Stored items
· · · ·
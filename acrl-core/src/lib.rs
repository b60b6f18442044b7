pub mod benchmark;
pub mod env;
pub mod error;
pub mod metrics;
pub mod policy;
pub mod rng;
pub mod rollout;
pub mod trajectory;

use anyhow::Result;

/// A learning algorithm driven to completion by calling `train`. The actor-critic harness in
/// `acrl-agents` is the only implementor for now.
pub trait Algorithm {
    type Report;

    fn train(&mut self) -> Result<Self::Report>;
}
use crate::config::{AlgorithmKind, AppConfig};
use acrl_agents::{
    LearnerKind, a2c::A2c, agent::ActorCriticAgent, agent::AgentConfig, learner::Learner,
    ppo::Ppo,
};
use acrl_core::metrics::{JsonlMetrics, MetricsSink, NoopMetrics};
use acrl_gym::{EnvKind, make_env};
use anyhow::Result;
use tracing::info;

pub type HarnessAgent = ActorCriticAgent<EnvKind, LearnerKind>;

pub fn build_learner(config: &AppConfig) -> LearnerKind {
    match config.algorithm {
        AlgorithmKind::Ppo => LearnerKind::Ppo(Ppo::new(config.ppo)),
        AlgorithmKind::A2c => LearnerKind::A2c(A2c::new(config.a2c)),
    }
}

pub fn build_env(agent: &AgentConfig) -> Result<EnvKind> {
    make_env(agent.benchmark, &agent.env, agent.render, agent.seed)
}

/// `log_dir/metrics.jsonl` when `wandb` is set, nothing otherwise.
pub fn build_metrics(agent: &AgentConfig) -> Result<Box<dyn MetricsSink>> {
    if !agent.wandb {
        return Ok(Box::new(NoopMetrics));
    }
    let path = agent.log_dir.join("metrics.jsonl");
    info!(path = %path.display(), "writing metrics");
    Ok(Box::new(JsonlMetrics::create(&path)?))
}

pub fn build_agent(config: &AppConfig) -> Result<HarnessAgent> {
    config.validate()?;
    let env = build_env(&config.agent)?;
    let learner = build_learner(config);
    let metrics = build_metrics(&config.agent)?;
    info!(algorithm = learner.name(), "building agent");
    Ok(ActorCriticAgent::new(env, config.agent.clone(), &config.model, learner)?.with_metrics(metrics))
}
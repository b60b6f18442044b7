use crate::error::EnvError;
use serde::{Deserialize, Serialize};
use std::{fmt::Display, str::FromStr};

/// The environment family an agent is trained against. The family decides how observations are
/// read (flat vectors vs. named timestep arrays) and how random test actions are drawn.
#[derive(Debug, Clone, Copy, PartialEq, Eq, Default, Serialize, Deserialize)]
pub enum Benchmark {
    #[serde(rename = "dm_control")]
    DmControl,
    #[default]
    #[serde(rename = "gym")]
    Gym,
}

impl Benchmark {
    pub fn as_str(&self) -> &'static str {
        match self {
            Self::DmControl => "dm_control",
            Self::Gym => "gym",
        }
    }
}

impl Display for Benchmark {
    fn fmt(&self, f: &mut std::fmt::Formatter<'_>) -> std::fmt::Result {
        f.write_str(self.as_str())
    }
}

impl FromStr for Benchmark {
    type Err = EnvError;

    fn from_str(s: &str) -> Result<Self, Self::Err> {
        match s {
            "dm_control" => Ok(Self::DmControl),
            "gym" => Ok(Self::Gym),
            other => Err(EnvError::UnknownBenchmark(other.to_owned())),
        }
    }
}

#[cfg(test)]
mod tests {
    use super::*;

    #[test]
    fn parses_known_benchmarks() {
        assert_eq!("gym".parse::<Benchmark>().unwrap(), Benchmark::Gym);
        assert_eq!(
            "dm_control".parse::<Benchmark>().unwrap(),
            Benchmark::DmControl
        );
    }

    #[test]
    fn rejects_unknown_benchmark() {
        let err = "atari".parse::<Benchmark>().unwrap_err();
        assert_eq!(err.to_string(), "unknown benchmark `atari`");
    }

    #[test]
    fn display_matches_serde_name() {
        assert_eq!(Benchmark::DmControl.to_string(), "dm_control");
        assert_eq!(Benchmark::Gym.to_string(), "gym");
    }
}
use acrl_core::{
    benchmark::Benchmark,
    env::{
        Env, EnvironmentDescription, SnapShot, Space, action_values, state_tensor,
        timestep::{ArraySpec, BoundedArraySpec, DmEnv, Observation, StepType, TimeStep},
    },
    error::EnvError,
};
use anyhow::{Result, bail};
use candle_core::Tensor;
use pyo3::{
    Bound, PyAny, PyObject, PyResult, Python,
    types::{PyAnyMethods, PyDict},
};

/// A gymnasium environment driven through the embedded interpreter.
pub struct PyGymEnv {
    env: PyObject,
    action_space: Space,
    observation_space: Space,
}

impl PyGymEnv {
    pub fn new(name: &str, render_mode: Option<&str>) -> Result<Self> {
        let env = Python::with_gil(|py| {
            let gym = py.import("gymnasium")?;
            let kwargs = PyDict::new(py);
            if let Some(render_mode) = render_mode {
                kwargs.set_item("render_mode", render_mode)?;
            }
            let env = gym.getattr("make")?.call((name,), Some(&kwargs))?;
            let action_space = env.getattr("action_space")?;
            let gym_spaces = py.import("gymnasium.spaces")?;
            let action_space = if action_space.is_instance(&gym_spaces.getattr("Box")?)? {
                let low: Vec<f32> = action_space.getattr("low")?.extract()?;
                let high: Vec<f32> = action_space.getattr("high")?.extract()?;
                Some(Space::bounded(low, high))
            } else {
                None
            };
            let shape: Vec<usize> = env.getattr("observation_space")?.getattr("shape")?.extract()?;
            PyResult::Ok((env.unbind(), action_space, shape))
        })?;
        let (env, action_space, shape) = env;
        let Some(action_space) = action_space else {
            bail!(EnvError::DiscreteActions);
        };
        Ok(Self {
            env,
            action_space,
            observation_space: Space::continous_from_dims(&shape),
        })
    }
}

impl Env for PyGymEnv {
    fn reset(&mut self, seed: u64) -> Result<Tensor> {
        let state: Vec<f32> = Python::with_gil(|py| {
            let kwargs = PyDict::new(py);
            kwargs.set_item("seed", seed)?;
            let state = self.env.call_method(py, "reset", (), Some(&kwargs))?;
            state.bind(py).get_item(0)?.extract()
        })?;
        state_tensor(state)
    }

    fn step(&mut self, action: &Tensor) -> Result<SnapShot> {
        let mut action = action_values(action)?;
        if let Some((min, max)) = self.action_space.bounds() {
            for ((a, lo), hi) in action.iter_mut().zip(min).zip(max) {
                *a = a.clamp(*lo, *hi);
            }
        }
        let (state, reward, terminated, truncated) = Python::with_gil(|py| {
            let step = self.env.call_method(py, "step", (action,), None)?;
            let step = step.bind(py);
            let state: Vec<f32> = step.get_item(0)?.extract()?;
            let reward: f32 = step.get_item(1)?.extract()?;
            let terminated: bool = step.get_item(2)?.extract()?;
            let truncated: bool = step.get_item(3)?.extract()?;
            PyResult::Ok((state, reward, terminated, truncated))
        })?;
        Ok(SnapShot {
            state: state_tensor(state)?,
            reward,
            terminated,
            truncated,
        })
    }

    fn env_description(&self) -> EnvironmentDescription {
        EnvironmentDescription::new(self.observation_space.clone(), self.action_space.clone())
    }

    fn benchmark(&self) -> Benchmark {
        Benchmark::Gym
    }

    fn render(&mut self) -> Result<()> {
        Python::with_gil(|py| self.env.call_method0(py, "render").map(|_| ()))?;
        Ok(())
    }
}

const FRAME_HEIGHT: usize = 480;
const FRAME_WIDTH: usize = 640;

/// A `dm_control.suite` task, e.g. `cartpole-swingup`.
pub struct PyDmControlEnv {
    env: PyObject,
    observation_spec: Vec<ArraySpec>,
    action_spec: BoundedArraySpec,
    /// The matplotlib image frames are drawn into, created on the first render.
    image: Option<PyObject>,
}

fn flat_f32(value: &Bound<'_, PyAny>) -> PyResult<Vec<f32>> {
    let np = value.py().import("numpy")?;
    np.call_method1("asarray", (value,))?
        .call_method1("astype", ("float32",))?
        .call_method0("ravel")?
        .call_method0("tolist")?
        .extract()
}

impl PyDmControlEnv {
    pub fn new(domain: &str, task: &str, seed: u64) -> Result<Self> {
        let env = Python::with_gil(|py| {
            let suite = py.import("dm_control.suite")?;
            let task_kwargs = PyDict::new(py);
            task_kwargs.set_item("random", seed)?;
            let kwargs = PyDict::new(py);
            kwargs.set_item("task_kwargs", task_kwargs)?;
            let env = suite.call_method("load", (domain, task), Some(&kwargs))?;
            let mut observation_spec = vec![];
            for item in env.call_method0("observation_spec")?.call_method0("items")?.try_iter()? {
                let item = item?;
                let name: String = item.get_item(0)?.extract()?;
                let shape: Vec<usize> = item.get_item(1)?.getattr("shape")?.extract()?;
                observation_spec.push(ArraySpec::new(name, shape));
            }
            let spec = env.call_method0("action_spec")?;
            let action_spec = BoundedArraySpec {
                shape: spec.getattr("shape")?.extract()?,
                minimum: flat_f32(&spec.getattr("minimum")?)?,
                maximum: flat_f32(&spec.getattr("maximum")?)?,
            };
            PyResult::Ok(Self {
                env: env.unbind(),
                observation_spec,
                action_spec,
                image: None,
            })
        })?;
        Ok(env)
    }

    fn time_step(time_step: &Bound<'_, PyAny>) -> PyResult<TimeStep> {
        let step_type = if time_step.call_method0("first")?.extract()? {
            StepType::First
        } else if time_step.call_method0("last")?.extract()? {
            StepType::Last
        } else {
            StepType::Mid
        };
        let reward: Option<f32> = time_step.getattr("reward")?.extract()?;
        let discount: Option<f32> = time_step.getattr("discount")?.extract()?;
        let items = time_step
            .getattr("observation")?
            .call_method0("items")?
            .try_iter()?;
        let mut observation: Observation = vec![];
        for item in items {
            let item = item?;
            let name: String = item.get_item(0)?.extract()?;
            observation.push((name, flat_f32(&item.get_item(1)?)?));
        }
        Ok(TimeStep {
            step_type,
            reward,
            discount,
            observation,
        })
    }
}

impl DmEnv for PyDmControlEnv {
    fn reset(&mut self) -> Result<TimeStep> {
        Ok(Python::with_gil(|py| {
            let time_step = self.env.call_method0(py, "reset")?;
            Self::time_step(time_step.bind(py))
        })?)
    }

    fn step(&mut self, action: &[f32]) -> Result<TimeStep> {
        Ok(Python::with_gil(|py| {
            let time_step = self.env.call_method1(py, "step", (action.to_vec(),))?;
            Self::time_step(time_step.bind(py))
        })?)
    }

    fn observation_spec(&self) -> Vec<ArraySpec> {
        self.observation_spec.clone()
    }

    fn action_spec(&self) -> BoundedArraySpec {
        self.action_spec.clone()
    }

    /// Shows cameras 0 and 1 side by side in a matplotlib window.
    fn render(&mut self) -> Result<()> {
        Python::with_gil(|py| {
            let physics = self.env.getattr(py, "physics")?;
            let frames = (0..2)
                .map(|camera_id| {
                    let kwargs = PyDict::new(py);
                    kwargs.set_item("camera_id", camera_id)?;
                    physics.call_method(py, "render", (FRAME_HEIGHT, FRAME_WIDTH), Some(&kwargs))
                })
                .collect::<PyResult<Vec<_>>>()?;
            let frame = py.import("numpy")?.call_method1("hstack", (frames,))?;
            let plt = py.import("matplotlib.pyplot")?;
            let image = match self.image.take() {
                Some(image) => {
                    image.call_method1(py, "set_data", (frame,))?;
                    image
                }
                None => plt.call_method1("imshow", (frame,))?.unbind(),
            };
            self.image = Some(image);
            // the harness paces frames; this only lets the window process events
            plt.call_method1("pause", (0.001,))?;
            PyResult::Ok(())
        })?;
        Ok(())
    }
}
· · · ·
▸ **Work request**: Please return every line of the records above that contains the word "AgentConfig".

▸ **Answer for this exercise**:
    LearnerKind, a2c::A2c, agent::ActorCriticAgent, agent::AgentConfig, learner::Learner,
pub fn build_env(agent: &AgentConfig) -> Result<EnvKind> {
pub fn build_metrics(agent: &AgentConfig) -> Result<Box<dyn MetricsSink>> {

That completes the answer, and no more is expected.